The barrier layer 17 might be applied at the pipeline installation site or alternatively at a factory remote from the installation site and transported to the installation site. In either case, it might also be considered desirable to provide further mechanical protection for the barrier layer 17. This might be achieved by providing further layers of plastics material film web that is wound onto the pipeline length over the barrier layer with much less pressure than the webs forming the barrier layer 17 to build up a protective layer 21 of greater thickness than the barrier layer. Conveniently a plurality of air pockets might be included between the webs forming the protective layer 21 to increase the cushioning and protective effect of the layer 21. The film web or webs forming the protective layer 21 might be the same as or different to those forming the barrier layer 17, however, it is desirable that they at least partially adhere to one another at least localised regions such that the outer protective layer remains as a coherent protective covering during transport (if needed) and pipeline installation.

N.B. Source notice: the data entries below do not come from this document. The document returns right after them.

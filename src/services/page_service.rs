// src/services/page_service.rs
//
// Page Service
//
// Fetches a page and turns its markup into SiteInfo (title + ranked icon
// candidates). Fail-soft by contract: a fetch or parse problem yields an
// empty SiteInfo, never an error. The title is read even from error
// responses; servers routinely put a usable title on their error pages.

use std::sync::Arc;
use std::time::Duration;

use crate::domain::SiteInfo;
use crate::events::{EventBus, SiteInfoFetched};
use crate::integrations::ResourceFetcher;
use crate::services::extraction_service::ExtractionService;

/// Pages get a longer deadline than icon probes: markup is the one fetch
/// worth waiting for.
pub const PAGE_FETCH_TIMEOUT: Duration = Duration::from_secs(10);

pub struct PageService {
    fetcher: Arc<dyn ResourceFetcher>,
    extraction: Arc<ExtractionService>,
    event_bus: Arc<EventBus>,
}

impl PageService {
    pub fn new(
        fetcher: Arc<dyn ResourceFetcher>,
        extraction: Arc<ExtractionService>,
        event_bus: Arc<EventBus>,
    ) -> Self {
        Self {
            fetcher,
            extraction,
            event_bus,
        }
    }

    /// Fetches `url` and extracts everything the pipeline can learn from
    /// its markup.
    pub async fn fetch_site_info(&self, url: &str) -> SiteInfo {
        let fetched = match self.fetcher.fetch(url, PAGE_FETCH_TIMEOUT).await {
            Ok(fetched) => fetched,
            Err(err) => {
                log::warn!("page fetch {} failed: {}", url, err);
                return SiteInfo::empty();
            }
        };

        let html = String::from_utf8_lossy(&fetched.bytes);
        let info = self.extraction.extract(&html, url);

        self.event_bus.emit(SiteInfoFetched::new(
            url.to_string(),
            info.title.clone(),
            info.candidates.len(),
        ));

        info
    }
}
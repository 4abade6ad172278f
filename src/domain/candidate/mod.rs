// src/domain/candidate/mod.rs
pub mod entity;
pub mod invariants;

pub use entity::{IconCandidate, IconKind, SiteInfo};
pub use invariants::{
    dedup_candidates, max_declared_edge, rank_candidates, APPLE_TOUCH_DEFAULT_SIZE,
    GENERIC_DEFAULT_SIZE, MANIFEST_MIN_SIZE, MIN_DECLARED_SIZE, OG_IMAGE_SIZE,
};
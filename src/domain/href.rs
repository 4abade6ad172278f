// src/domain/href.rs
//
// Href Resolution Rules
//
// Every candidate URL is made absolute before it enters the pipeline.
// The same rules apply to markup hrefs and to manifest icon entries.

use url::Url;

/// Resolves an href found in markup against the URL of the page it came from.
///
/// Rules, in order:
/// - absolute `http(s)://` hrefs pass through unchanged
/// - protocol-relative `//host/path` hrefs are pinned to `https:`
/// - root-relative `/path` hrefs are joined to the page origin
/// - anything else is joined to the page directory (path up to and
///   including the last `/`)
///
/// Returns `None` for empty hrefs or an unparseable base URL.
pub fn resolve_href(base_url: &str, href: &str) -> Option<String> {
    let href = href.trim();
    if href.is_empty() {
        return None;
    }

    if href.starts_with("http://") || href.starts_with("https://") {
        return Some(href.to_string());
    }

    if href.starts_with("//") {
        return Some(format!("https:{}", href));
    }

    if href.starts_with('/') {
        return Some(format!("{}{}", page_origin(base_url)?, href));
    }

    Some(format!("{}{}", page_directory(base_url)?, href))
}

/// The scheme://host[:port] part of a page URL, without a trailing slash.
pub fn page_origin(page_url: &str) -> Option<String> {
    let parsed = Url::parse(page_url).ok()?;
    let origin = parsed.origin();
    if !matches!(origin, url::Origin::Tuple(..)) {
        return None;
    }
    Some(origin.ascii_serialization())
}

/// The page URL truncated to its directory: origin plus the path up to and
/// including the last `/`.
pub fn page_directory(page_url: &str) -> Option<String> {
    let parsed = Url::parse(page_url).ok()?;
    let path = parsed.path();
    let dir_end = path.rfind('/')? + 1;
    Some(format!("{}{}", page_origin(page_url)?, &path[..dir_end]))
}

/// The host part of a URL, if any.
pub fn host_of(url: &str) -> Option<String> {
    Url::parse(url)
        .ok()?
        .host_str()
        .map(|host| host.to_string())
}

/// Strips a leading `www.` label. Third-party icon services index sites by
/// their bare domain.
pub fn bare_domain(domain: &str) -> String {
    let domain = domain.trim();
    if domain.len() > 4 && domain[..4].eq_ignore_ascii_case("www.") {
        domain[4..].to_string()
    } else {
        domain.to_string()
    }
}
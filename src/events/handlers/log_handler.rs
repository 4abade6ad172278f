// src/events/handlers/log_handler.rs
//
// Log Handler Registration
//
// Wires the pipeline's domain events to the log facade. This is the only
// observer the backend registers itself; embedders may subscribe their own.

use crate::events::bus::EventBus;
use crate::events::types::{IconResolutionExhausted, IconResolved, SiteInfoFetched};

/// Subscribes a logging handler for every pipeline event type.
pub fn register_log_handlers(bus: &EventBus) {
    bus.subscribe::<SiteInfoFetched, _>(|event| {
        log::info!(
            "fetched {} (title: {:?}, {} candidates)",
            event.page_url,
            event.title,
            event.candidate_count
        );
    });

    bus.subscribe::<IconResolved, _>(|event| {
        log::info!(
            "icon for {} resolved from {} ({}, {} bytes, {} sources tried)",
            event.domain,
            event.source_url,
            event.mime_type,
            event.byte_count,
            event.sources_attempted
        );
    });

    bus.subscribe::<IconResolutionExhausted, _>(|event| {
        log::warn!(
            "no icon for {} after {} sources",
            event.domain,
            event.sources_attempted
        );
    });
}

#[cfg(test)]
mod tests {
    use super::*;

    #[test]
    fn test_registers_one_handler_per_event_type() {
        let bus = EventBus::new();
        register_log_handlers(&bus);

        assert_eq!(bus.subscriber_count::<SiteInfoFetched>(), 1);
        assert_eq!(bus.subscriber_count::<IconResolved>(), 1);
        assert_eq!(bus.subscriber_count::<IconResolutionExhausted>(), 1);
    }
}
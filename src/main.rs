// src/main.rs
//
// Diagnostic entry point: resolve the icon for a URL given on the command
// line and print what the pipeline found.

use std::sync::Arc;

use anyhow::Context;

use navhub::application::bridge::BridgeServer;
use navhub::application::state::AppState;
use navhub::events::register_log_handlers;
use navhub::integrations::HttpResourceFetcher;

#[tokio::main]
async fn main() -> anyhow::Result<()> {
    let url = std::env::args()
        .nth(1)
        .context("usage: navhub <page-url>")?;
    let domain = navhub::domain::host_of(&url)
        .with_context(|| format!("no host in url: {}", url))?;

    // 1. INFRASTRUCTURE
    let fetcher = Arc::new(HttpResourceFetcher::new()?);

    // 2. SERVICES + STATE
    let state = Arc::new(AppState::new(fetcher));
    register_log_handlers(&state.event_bus);

    // 3. BRIDGE
    let (bridge, server) = BridgeServer::channel(Arc::clone(&state));
    tokio::spawn(server.run());

    // 4. RESOLVE
    let page = bridge.fetch_page(&url).await;
    println!("title: {}", page.title.as_deref().unwrap_or("(none)"));
    println!("candidates: {}", page.candidates.len());
    for candidate in &page.candidates {
        println!("  {:>4}px {:<16} {}", candidate.size_hint, candidate.kind.to_string(), candidate.url);
    }

    match bridge.resolve_icon(&domain, Some(&url), page.candidates).await {
        Some(data_uri) => {
            let preview_len = data_uri.len().min(64);
            println!("icon: {} ({} chars)", &data_uri[..preview_len], data_uri.len());
        }
        None => println!("icon: none found"),
    }

    Ok(())
}
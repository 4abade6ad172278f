// src/application/commands/icon_commands.rs
//
// Icon Command Handlers
//
// RULES:
// - Accept DTOs
// - Call services
// - Return DTOs
// - Never contain business logic
//
// Every handler here upholds the pipeline's external contract: a payload
// or an empty value, never an error.

use crate::application::{dto::*, state::AppState};
use crate::domain::IconCandidate;

/// Fetch a page and report its title and icon candidates.
/// Failure of any kind yields the empty reply.
pub async fn fetch_page_info(state: &AppState, url: &str) -> PageInfoDto {
    let info = state.page_service.fetch_site_info(url).await;
    PageInfoDto::from(info)
}

/// Resolve the best icon using caller-supplied pre-parsed candidates.
/// Returns the encoded payload, or `None` when the chain is exhausted.
pub async fn resolve_icon(
    state: &AppState,
    domain: &str,
    page_url: Option<&str>,
    candidates: Vec<IconCandidateDto>,
) -> Option<String> {
    let candidates: Vec<IconCandidate> =
        candidates.into_iter().map(IconCandidate::from).collect();

    state
        .icon_resolution_service
        .resolve(domain, page_url, candidates)
        .await
        .map(|payload| payload.as_data_uri())
}

/// Resolve the best icon without pre-parsed candidates, entering the chain
/// at the well-known paths.
pub async fn resolve_icon_fallback(
    state: &AppState,
    domain: &str,
    page_url: Option<&str>,
) -> Option<String> {
    state
        .icon_resolution_service
        .resolve(domain, page_url, Vec::new())
        .await
        .map(|payload| payload.as_data_uri())
}
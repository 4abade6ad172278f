// src/application/bridge.rs
//
// Delegation Bridge
//
// A restricted caller context (the dashboard webview) cannot fetch
// arbitrary third-party markup itself. The bridge lets it delegate that
// work to the privileged backend through one-shot request/response
// exchanges with no persistent connection.
//
// Contract: a transport failure (privileged side gone, channel closed,
// reply never arrives) resolves the caller's request to the empty value
// within a bounded time. The caller has no other recovery path, so no
// bridge method returns an error or hangs.
//
// The handle is an injected capability: callers receive it explicitly,
// there is no global "is the bridge available" flag to consult.

use std::sync::Arc;
use std::time::Duration;

use tokio::sync::{mpsc, oneshot};

use crate::application::commands;
use crate::application::dto::{IconCandidateDto, PageInfoDto};
use crate::application::state::AppState;

/// Requests queued ahead of the privileged side before senders wait.
const REQUEST_BUFFER: usize = 16;

/// Default bound on waiting for the privileged side to answer. Generous:
/// a full chain walk takes several seconds when many sources time out.
pub const DEFAULT_REPLY_TIMEOUT: Duration = Duration::from_secs(30);

// ============================================================================
// PROTOCOL
// ============================================================================

/// The three exchanges a restricted caller may delegate.
#[derive(Debug)]
pub enum BridgeRequest {
    /// Fetch a page; reply with its title and icon candidates
    FetchPage {
        url: String,
        reply: oneshot::Sender<PageInfoDto>,
    },

    /// Run the fallback chain with pre-parsed candidates
    ResolveIcon {
        domain: String,
        page_url: Option<String>,
        candidates: Vec<IconCandidateDto>,
        reply: oneshot::Sender<Option<String>>,
    },

    /// Run the fallback chain from the well-known paths only
    ResolveIconFallback {
        domain: String,
        page_url: Option<String>,
        reply: oneshot::Sender<Option<String>>,
    },
}

/// Outcome of one exchange: the value, or an explicit marker that the
/// privileged side was unreachable. Internal to the bridge; the public
/// handle methods flatten `Unavailable` into the empty value.
#[derive(Debug, Clone, PartialEq, Eq)]
pub enum BridgeOutcome<T> {
    Value(T),
    Unavailable,
}

impl<T> BridgeOutcome<T> {
    pub fn into_value(self) -> Option<T> {
        match self {
            BridgeOutcome::Value(value) => Some(value),
            BridgeOutcome::Unavailable => None,
        }
    }
}

// ============================================================================
// CALLER SIDE
// ============================================================================

/// The capability handed to restricted callers.
#[derive(Debug, Clone)]
pub struct BridgeHandle {
    tx: mpsc::Sender<BridgeRequest>,
    reply_timeout: Duration,
}

impl BridgeHandle {
    /// Fetch a page's title and icon candidates. Transport failure yields
    /// the empty reply.
    pub async fn fetch_page(&self, url: &str) -> PageInfoDto {
        let url = url.to_string();
        match self
            .exchange(|reply| BridgeRequest::FetchPage { url, reply })
            .await
        {
            BridgeOutcome::Value(info) => info,
            BridgeOutcome::Unavailable => PageInfoDto::default(),
        }
    }

    /// Resolve an icon from pre-parsed candidates. Transport failure and
    /// chain exhaustion are both `None`.
    pub async fn resolve_icon(
        &self,
        domain: &str,
        page_url: Option<&str>,
        candidates: Vec<IconCandidateDto>,
    ) -> Option<String> {
        let domain = domain.to_string();
        let page_url = page_url.map(str::to_string);
        self.exchange(|reply| BridgeRequest::ResolveIcon {
            domain,
            page_url,
            candidates,
            reply,
        })
        .await
        .into_value()
        .flatten()
    }

    /// Resolve an icon without candidates, entering the chain at the
    /// well-known paths.
    pub async fn resolve_icon_fallback(
        &self,
        domain: &str,
        page_url: Option<&str>,
    ) -> Option<String> {
        let domain = domain.to_string();
        let page_url = page_url.map(str::to_string);
        self.exchange(|reply| BridgeRequest::ResolveIconFallback {
            domain,
            page_url,
            reply,
        })
        .await
        .into_value()
        .flatten()
    }

    /// One request/response round trip. Every failure mode (send into a
    /// closed channel, dropped reply sender, reply deadline exceeded)
    /// collapses to `Unavailable`.
    async fn exchange<T>(
        &self,
        build: impl FnOnce(oneshot::Sender<T>) -> BridgeRequest,
    ) -> BridgeOutcome<T> {
        let (reply_tx, reply_rx) = oneshot::channel();

        if self.tx.send(build(reply_tx)).await.is_err() {
            log::warn!("bridge send failed: privileged side is gone");
            return BridgeOutcome::Unavailable;
        }

        match tokio::time::timeout(self.reply_timeout, reply_rx).await {
            Ok(Ok(value)) => BridgeOutcome::Value(value),
            Ok(Err(_)) => {
                log::warn!("bridge reply channel closed without an answer");
                BridgeOutcome::Unavailable
            }
            Err(_) => {
                log::warn!(
                    "bridge reply not received within {:?}",
                    self.reply_timeout
                );
                BridgeOutcome::Unavailable
            }
        }
    }
}

// ============================================================================
// PRIVILEGED SIDE
// ============================================================================

/// Serves delegated requests against the application state.
pub struct BridgeServer {
    state: Arc<AppState>,
    rx: mpsc::Receiver<BridgeRequest>,
}

impl BridgeServer {
    /// Creates a connected handle/server pair with the default reply bound.
    pub fn channel(state: Arc<AppState>) -> (BridgeHandle, BridgeServer) {
        Self::channel_with_timeout(state, DEFAULT_REPLY_TIMEOUT)
    }

    pub fn channel_with_timeout(
        state: Arc<AppState>,
        reply_timeout: Duration,
    ) -> (BridgeHandle, BridgeServer) {
        let (tx, rx) = mpsc::channel(REQUEST_BUFFER);
        (
            BridgeHandle { tx, reply_timeout },
            BridgeServer { state, rx },
        )
    }

    /// Serves requests sequentially until every handle is dropped.
    pub async fn run(mut self) {
        while let Some(request) = self.rx.recv().await {
            self.handle(request).await;
        }
    }

    async fn handle(&self, request: BridgeRequest) {
        // A dropped reply receiver means the caller gave up; ignore it.
        match request {
            BridgeRequest::FetchPage { url, reply } => {
                let _ = reply.send(commands::fetch_page_info(&self.state, &url).await);
            }
            BridgeRequest::ResolveIcon {
                domain,
                page_url,
                candidates,
                reply,
            } => {
                let _ = reply.send(
                    commands::resolve_icon(&self.state, &domain, page_url.as_deref(), candidates)
                        .await,
                );
            }
            BridgeRequest::ResolveIconFallback {
                domain,
                page_url,
                reply,
            } => {
                let _ = reply.send(
                    commands::resolve_icon_fallback(&self.state, &domain, page_url.as_deref())
                        .await,
                );
            }
        }
    }
}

Steel or ductile/cast iron pipeline lengths are normally joined to form the desired pipeline by welding or by the use of elastomeric sealing rings with appropriate cooperating mechanical connection means to join the lengths together. Such joins in the pipeline lengths might be protected in a similar manner to existing systems, for example by the use of sleeves overlying the joint region that might be heat shrunk into place. If conditions allow, the joint regions might be over wound with plastics film web in a similar manner to the pipeline length itself. Any other known method of protecting the join regions might also be used. If further protection is desired a loose polyethylene sleeve might be used to encase the whole pipeline that has been protected by the use of a barrier layer 17 as discussed in the foregoing.